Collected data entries
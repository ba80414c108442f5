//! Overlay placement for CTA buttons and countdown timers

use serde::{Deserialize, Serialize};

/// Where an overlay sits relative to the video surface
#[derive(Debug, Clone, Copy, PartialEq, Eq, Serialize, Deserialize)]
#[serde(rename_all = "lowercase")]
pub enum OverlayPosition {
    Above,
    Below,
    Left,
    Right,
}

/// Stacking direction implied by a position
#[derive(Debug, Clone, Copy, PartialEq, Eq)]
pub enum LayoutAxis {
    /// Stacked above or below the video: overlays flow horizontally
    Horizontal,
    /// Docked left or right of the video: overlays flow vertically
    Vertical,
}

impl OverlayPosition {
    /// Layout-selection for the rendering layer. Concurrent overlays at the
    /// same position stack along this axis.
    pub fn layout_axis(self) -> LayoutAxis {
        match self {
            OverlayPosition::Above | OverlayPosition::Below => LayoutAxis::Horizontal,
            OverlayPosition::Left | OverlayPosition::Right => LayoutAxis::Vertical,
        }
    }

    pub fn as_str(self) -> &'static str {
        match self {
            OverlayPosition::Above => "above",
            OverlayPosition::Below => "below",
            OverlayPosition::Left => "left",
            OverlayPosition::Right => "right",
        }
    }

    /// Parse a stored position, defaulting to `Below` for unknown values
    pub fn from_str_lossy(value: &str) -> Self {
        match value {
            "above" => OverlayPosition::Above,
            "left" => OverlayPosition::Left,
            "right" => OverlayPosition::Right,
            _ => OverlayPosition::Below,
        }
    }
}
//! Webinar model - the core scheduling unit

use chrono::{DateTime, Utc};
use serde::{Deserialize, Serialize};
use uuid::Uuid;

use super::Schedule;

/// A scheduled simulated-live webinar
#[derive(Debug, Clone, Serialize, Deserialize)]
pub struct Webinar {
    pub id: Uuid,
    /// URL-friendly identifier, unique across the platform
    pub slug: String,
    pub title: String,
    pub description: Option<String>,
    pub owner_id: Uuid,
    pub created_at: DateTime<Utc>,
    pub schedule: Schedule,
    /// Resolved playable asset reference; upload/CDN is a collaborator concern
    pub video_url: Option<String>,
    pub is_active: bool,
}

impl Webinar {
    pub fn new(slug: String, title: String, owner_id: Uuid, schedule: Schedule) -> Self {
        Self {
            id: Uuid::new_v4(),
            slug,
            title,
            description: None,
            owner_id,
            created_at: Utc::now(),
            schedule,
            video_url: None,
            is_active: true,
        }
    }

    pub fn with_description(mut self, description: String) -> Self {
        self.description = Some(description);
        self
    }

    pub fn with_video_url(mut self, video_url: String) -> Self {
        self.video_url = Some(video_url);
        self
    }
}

* * *

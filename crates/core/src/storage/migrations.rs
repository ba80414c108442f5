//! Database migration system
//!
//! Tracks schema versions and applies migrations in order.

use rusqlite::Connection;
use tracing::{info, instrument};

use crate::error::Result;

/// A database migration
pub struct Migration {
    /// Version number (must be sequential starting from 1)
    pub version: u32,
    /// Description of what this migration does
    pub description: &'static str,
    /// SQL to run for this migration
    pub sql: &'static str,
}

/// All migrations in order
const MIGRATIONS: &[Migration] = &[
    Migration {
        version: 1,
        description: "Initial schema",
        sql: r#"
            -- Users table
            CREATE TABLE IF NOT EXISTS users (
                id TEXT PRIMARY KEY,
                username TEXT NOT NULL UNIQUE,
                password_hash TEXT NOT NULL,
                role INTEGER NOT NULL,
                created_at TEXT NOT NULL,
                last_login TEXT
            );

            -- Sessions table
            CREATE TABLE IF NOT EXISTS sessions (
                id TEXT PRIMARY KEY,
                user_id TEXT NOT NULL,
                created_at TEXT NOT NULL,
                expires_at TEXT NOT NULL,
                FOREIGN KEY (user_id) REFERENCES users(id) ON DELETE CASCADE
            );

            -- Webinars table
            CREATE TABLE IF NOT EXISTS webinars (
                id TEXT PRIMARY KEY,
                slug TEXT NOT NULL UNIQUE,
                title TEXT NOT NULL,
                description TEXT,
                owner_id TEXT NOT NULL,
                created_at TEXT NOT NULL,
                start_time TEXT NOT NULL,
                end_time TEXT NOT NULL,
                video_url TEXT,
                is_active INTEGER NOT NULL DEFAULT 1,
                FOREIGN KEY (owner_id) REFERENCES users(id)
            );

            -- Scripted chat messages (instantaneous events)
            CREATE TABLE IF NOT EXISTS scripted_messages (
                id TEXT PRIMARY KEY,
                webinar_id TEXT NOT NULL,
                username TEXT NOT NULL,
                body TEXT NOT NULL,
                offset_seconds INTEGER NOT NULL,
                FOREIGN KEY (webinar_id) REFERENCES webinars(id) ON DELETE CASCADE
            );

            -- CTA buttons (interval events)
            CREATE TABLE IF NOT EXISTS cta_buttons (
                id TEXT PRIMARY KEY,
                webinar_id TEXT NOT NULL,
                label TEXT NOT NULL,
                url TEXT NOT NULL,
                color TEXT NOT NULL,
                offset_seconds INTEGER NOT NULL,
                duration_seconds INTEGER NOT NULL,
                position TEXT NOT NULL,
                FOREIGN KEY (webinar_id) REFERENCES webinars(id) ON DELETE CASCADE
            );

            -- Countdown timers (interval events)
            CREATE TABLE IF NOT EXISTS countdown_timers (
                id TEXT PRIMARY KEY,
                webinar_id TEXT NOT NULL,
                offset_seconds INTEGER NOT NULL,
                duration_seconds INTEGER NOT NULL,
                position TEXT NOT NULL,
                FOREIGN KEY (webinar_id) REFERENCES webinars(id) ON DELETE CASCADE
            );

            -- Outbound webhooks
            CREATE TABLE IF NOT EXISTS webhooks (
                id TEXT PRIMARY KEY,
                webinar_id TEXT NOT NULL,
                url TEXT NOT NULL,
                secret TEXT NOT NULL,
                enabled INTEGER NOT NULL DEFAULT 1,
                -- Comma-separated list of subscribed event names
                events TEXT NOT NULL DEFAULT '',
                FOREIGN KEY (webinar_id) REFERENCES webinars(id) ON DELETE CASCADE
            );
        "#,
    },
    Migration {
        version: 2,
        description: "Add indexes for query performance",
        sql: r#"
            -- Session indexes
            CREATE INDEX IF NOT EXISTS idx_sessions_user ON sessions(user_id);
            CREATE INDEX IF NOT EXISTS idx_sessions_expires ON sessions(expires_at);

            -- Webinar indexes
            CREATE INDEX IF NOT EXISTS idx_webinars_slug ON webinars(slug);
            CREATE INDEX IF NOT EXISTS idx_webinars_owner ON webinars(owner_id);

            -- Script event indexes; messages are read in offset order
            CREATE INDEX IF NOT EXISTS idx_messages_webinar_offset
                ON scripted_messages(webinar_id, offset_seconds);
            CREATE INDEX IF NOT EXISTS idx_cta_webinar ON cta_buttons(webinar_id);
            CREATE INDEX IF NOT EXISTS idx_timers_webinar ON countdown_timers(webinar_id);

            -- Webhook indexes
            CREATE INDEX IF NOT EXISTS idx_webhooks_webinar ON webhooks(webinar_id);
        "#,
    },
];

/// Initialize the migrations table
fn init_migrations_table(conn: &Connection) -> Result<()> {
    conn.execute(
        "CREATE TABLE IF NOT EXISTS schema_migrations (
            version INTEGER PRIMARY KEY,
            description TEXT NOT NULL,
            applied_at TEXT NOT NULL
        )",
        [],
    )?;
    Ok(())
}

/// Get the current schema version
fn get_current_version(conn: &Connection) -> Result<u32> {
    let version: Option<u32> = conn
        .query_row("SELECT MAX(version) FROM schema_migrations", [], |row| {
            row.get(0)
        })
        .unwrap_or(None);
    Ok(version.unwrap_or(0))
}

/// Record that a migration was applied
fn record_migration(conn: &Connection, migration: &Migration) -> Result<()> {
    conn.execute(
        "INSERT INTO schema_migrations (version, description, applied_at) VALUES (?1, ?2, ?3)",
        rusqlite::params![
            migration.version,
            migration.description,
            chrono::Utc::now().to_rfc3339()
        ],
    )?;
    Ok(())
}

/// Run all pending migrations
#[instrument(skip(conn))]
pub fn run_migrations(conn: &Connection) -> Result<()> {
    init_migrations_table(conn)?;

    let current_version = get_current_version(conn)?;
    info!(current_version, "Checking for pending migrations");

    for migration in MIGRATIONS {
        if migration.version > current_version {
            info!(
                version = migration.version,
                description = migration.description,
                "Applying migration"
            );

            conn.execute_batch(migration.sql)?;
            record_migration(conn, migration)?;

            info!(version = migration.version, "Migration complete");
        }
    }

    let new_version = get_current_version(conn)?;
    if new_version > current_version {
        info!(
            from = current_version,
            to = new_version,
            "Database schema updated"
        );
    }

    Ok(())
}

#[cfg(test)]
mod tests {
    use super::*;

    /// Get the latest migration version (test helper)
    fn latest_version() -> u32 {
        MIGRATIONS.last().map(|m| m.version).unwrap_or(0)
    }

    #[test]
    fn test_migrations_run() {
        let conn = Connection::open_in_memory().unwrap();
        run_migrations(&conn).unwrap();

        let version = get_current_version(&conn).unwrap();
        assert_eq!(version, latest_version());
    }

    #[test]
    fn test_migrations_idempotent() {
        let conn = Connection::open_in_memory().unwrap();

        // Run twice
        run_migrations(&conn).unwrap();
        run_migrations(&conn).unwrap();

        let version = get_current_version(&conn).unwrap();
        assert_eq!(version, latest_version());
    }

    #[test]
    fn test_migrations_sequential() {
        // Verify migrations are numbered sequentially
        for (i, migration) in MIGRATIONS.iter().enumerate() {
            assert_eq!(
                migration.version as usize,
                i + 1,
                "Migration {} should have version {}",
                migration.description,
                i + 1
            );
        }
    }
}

TASK BRIEF: Among the lines above, tally those containing the string "Uuid" and give only the result.

ANSWER SPACE: 5